Task description: Word for word, retype every entry in the listing.

Data:
// ABOUTME: Engine factory: connect to an SMSC and bind in one call
// ABOUTME: Collects the per-session settings that are fixed for the engine's lifetime

use crate::client::engine::SmppEngine;
use crate::client::error::SmppResult;
use crate::client::events::EngineEvent;
use crate::client::types::BindCredentials;
use crate::connection::{Transport, TransportSession};
use crate::datatypes::BindMode;
use std::time::Duration;

/// Builder for [`SmppEngine`].
///
/// Use this when an engine needs more than the defaults: a bind mode other
/// than transceiver, a pending-request TTL, or a longer bind timeout.
///
/// ```rust,no_run
/// use smpp_gateway::client::{BindCredentials, EngineBuilder};
/// use smpp_gateway::datatypes::BindMode;
/// use std::time::Duration;
///
/// # async fn example() -> Result<(), Box<dyn std::error::Error>> {
/// let (engine, _events) = EngineBuilder::new(BindCredentials::new("gateway", "secret"))
///     .bind_mode(BindMode::Transmitter)
///     .pending_ttl(Duration::from_secs(3600))
///     .connect_and_bind("localhost", 2775)
///     .await?;
/// # Ok(())
/// # }
/// ```
#[derive(Debug, Clone)]
pub struct EngineBuilder {
    id: usize,
    credentials: BindCredentials,
    bind_mode: BindMode,
    pending_ttl: Option<Duration>,
    bind_timeout: Duration,
}

impl EngineBuilder {
    pub fn new(credentials: BindCredentials) -> Self {
        EngineBuilder {
            id: 0,
            credentials,
            bind_mode: BindMode::Transceiver,
            pending_ttl: None,
            bind_timeout: Duration::from_secs(30),
        }
    }

    /// Identifier carried in every log line of the engine.
    pub fn id(mut self, id: usize) -> Self {
        self.id = id;
        self
    }

    pub fn bind_mode(mut self, mode: BindMode) -> Self {
        self.bind_mode = mode;
        self
    }

    /// Evict pending submissions older than `ttl`. Unset, they stay until
    /// resolved.
    pub fn pending_ttl(mut self, ttl: Duration) -> Self {
        self.pending_ttl = Some(ttl);
        self
    }

    pub fn bind_timeout(mut self, timeout: Duration) -> Self {
        self.bind_timeout = timeout;
        self
    }

    /// Build an engine over an already connected transport. No bind is sent.
    pub fn with_transport<T: Transport>(self, transport: T) -> SmppEngine<T> {
        SmppEngine::new(self.id, transport, self.credentials, self.pending_ttl)
    }

    /// Connect without binding.
    pub async fn connect(self, host: &str, port: u16) -> SmppResult<SmppEngine<TransportSession>> {
        SmppEngine::connect(self.id, host, port, self.credentials, self.pending_ttl).await
    }

    /// Connect, bind, and wait for the SMSC to accept the bind.
    ///
    /// Returns the engine with every event seen while binding, `Bound`
    /// included. A refused bind closes the connection and returns
    /// [`SmppError::BindRejected`](crate::client::SmppError::BindRejected).
    pub async fn connect_and_bind(
        self,
        host: &str,
        port: u16,
    ) -> SmppResult<(SmppEngine<TransportSession>, Vec<EngineEvent>)> {
        let mode = self.bind_mode;
        let timeout = self.bind_timeout;
        let engine = self.connect(host, port).await?;

        engine.bind(mode).await?;
        match engine.await_bound(timeout).await {
            Ok(events) => Ok((engine, events)),
            Err(e) => {
                engine.shutdown().await;
                Err(e)
            }
        }
    }
}

#[cfg(test)]
mod tests {
    use super::*;
    use crate::client::state::SessionState;
    use crate::connection::mock::MockTransport;

    #[tokio::test]
    async fn with_transport_starts_connected() {
        let engine = EngineBuilder::new(BindCredentials::new("gw", "pw"))
            .id(4)
            .with_transport(MockTransport::connected());
        assert_eq!(engine.id(), 4);
        assert_eq!(engine.state().await, SessionState::Connected);
    }

    #[tokio::test]
    async fn closed_transport_starts_disconnected() {
        let engine = EngineBuilder::new(BindCredentials::new("gw", "pw"))
            .with_transport(MockTransport::default());
        assert_eq!(engine.state().await, SessionState::Disconnected);
    }
}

Written response:
// ABOUTME: Engine factory: connect to an SMSC and bind in one call
// ABOUTME: Collects the per-session settings that are fixed for the engine's lifetime

use crate::client::engine::SmppEngine;
use crate::client::error::SmppResult;
use crate::client::events::EngineEvent;
use crate::client::types::BindCredentials;
use crate::connection::{Transport, TransportSession};
use crate::datatypes::BindMode;
use std::time::Duration;

/// Builder for [`SmppEngine`].
///
/// Use this when an engine needs more than the defaults: a bind mode other
/// than transceiver, a pending-request TTL, or a longer bind timeout.
///
/// ```rust,no_run
/// use smpp_gateway::client::{BindCredentials, EngineBuilder};
/// use smpp_gateway::datatypes::BindMode;
/// use std::time::Duration;
///
/// # async fn example() -> Result<(), Box<dyn std::error::Error>> {
/// let (engine, _events) = EngineBuilder::new(BindCredentials::new("gateway", "secret"))
///     .bind_mode(BindMode::Transmitter)
///     .pending_ttl(Duration::from_secs(3600))
///     .connect_and_bind("localhost", 2775)
///     .await?;
/// # Ok(())
/// # }
/// ```
#[derive(Debug, Clone)]
pub struct EngineBuilder {
    id: usize,
    credentials: BindCredentials,
    bind_mode: BindMode,
    pending_ttl: Option<Duration>,
    bind_timeout: Duration,
}

impl EngineBuilder {
    pub fn new(credentials: BindCredentials) -> Self {
        EngineBuilder {
            id: 0,
            credentials,
            bind_mode: BindMode::Transceiver,
            pending_ttl: None,
            bind_timeout: Duration::from_secs(30),
        }
    }

    /// Identifier carried in every log line of the engine.
    pub fn id(mut self, id: usize) -> Self {
        self.id = id;
        self
    }

    pub fn bind_mode(mut self, mode: BindMode) -> Self {
        self.bind_mode = mode;
        self
    }

    /// Evict pending submissions older than `ttl`. Unset, they stay until
    /// resolved.
    pub fn pending_ttl(mut self, ttl: Duration) -> Self {
        self.pending_ttl = Some(ttl);
        self
    }

    pub fn bind_timeout(mut self, timeout: Duration) -> Self {
        self.bind_timeout = timeout;
        self
    }

    /// Build an engine over an already connected transport. No bind is sent.
    pub fn with_transport<T: Transport>(self, transport: T) -> SmppEngine<T> {
        SmppEngine::new(self.id, transport, self.credentials, self.pending_ttl)
    }

    /// Connect without binding.
    pub async fn connect(self, host: &str, port: u16) -> SmppResult<SmppEngine<TransportSession>> {
        SmppEngine::connect(self.id, host, port, self.credentials, self.pending_ttl).await
    }

    /// Connect, bind, and wait for the SMSC to accept the bind.
    ///
    /// Returns the engine with every event seen while binding, `Bound`
    /// included. A refused bind closes the connection and returns
    /// [`SmppError::BindRejected`](crate::client::SmppError::BindRejected).
    pub async fn connect_and_bind(
        self,
        host: &str,
        port: u16,
    ) -> SmppResult<(SmppEngine<TransportSession>, Vec<EngineEvent>)> {
        let mode = self.bind_mode;
        let timeout = self.bind_timeout;
        let engine = self.connect(host, port).await?;

        engine.bind(mode).await?;
        match engine.await_bound(timeout).await {
            Ok(events) => Ok((engine, events)),
            Err(e) => {
                engine.shutdown().await;
                Err(e)
            }
        }
    }
}

#[cfg(test)]
mod tests {
    use super::*;
    use crate::client::state::SessionState;
    use crate::connection::mock::MockTransport;

    #[tokio::test]
    async fn with_transport_starts_connected() {
        let engine = EngineBuilder::new(BindCredentials::new("gw", "pw"))
            .id(4)
            .with_transport(MockTransport::connected());
        assert_eq!(engine.id(), 4);
        assert_eq!(engine.state().await, SessionState::Connected);
    }

    #[tokio::test]
    async fn closed_transport_starts_disconnected() {
        let engine = EngineBuilder::new(BindCredentials::new("gw", "pw"))
            .with_transport(MockTransport::default());
        assert_eq!(engine.state().await, SessionState::Disconnected);
    }
}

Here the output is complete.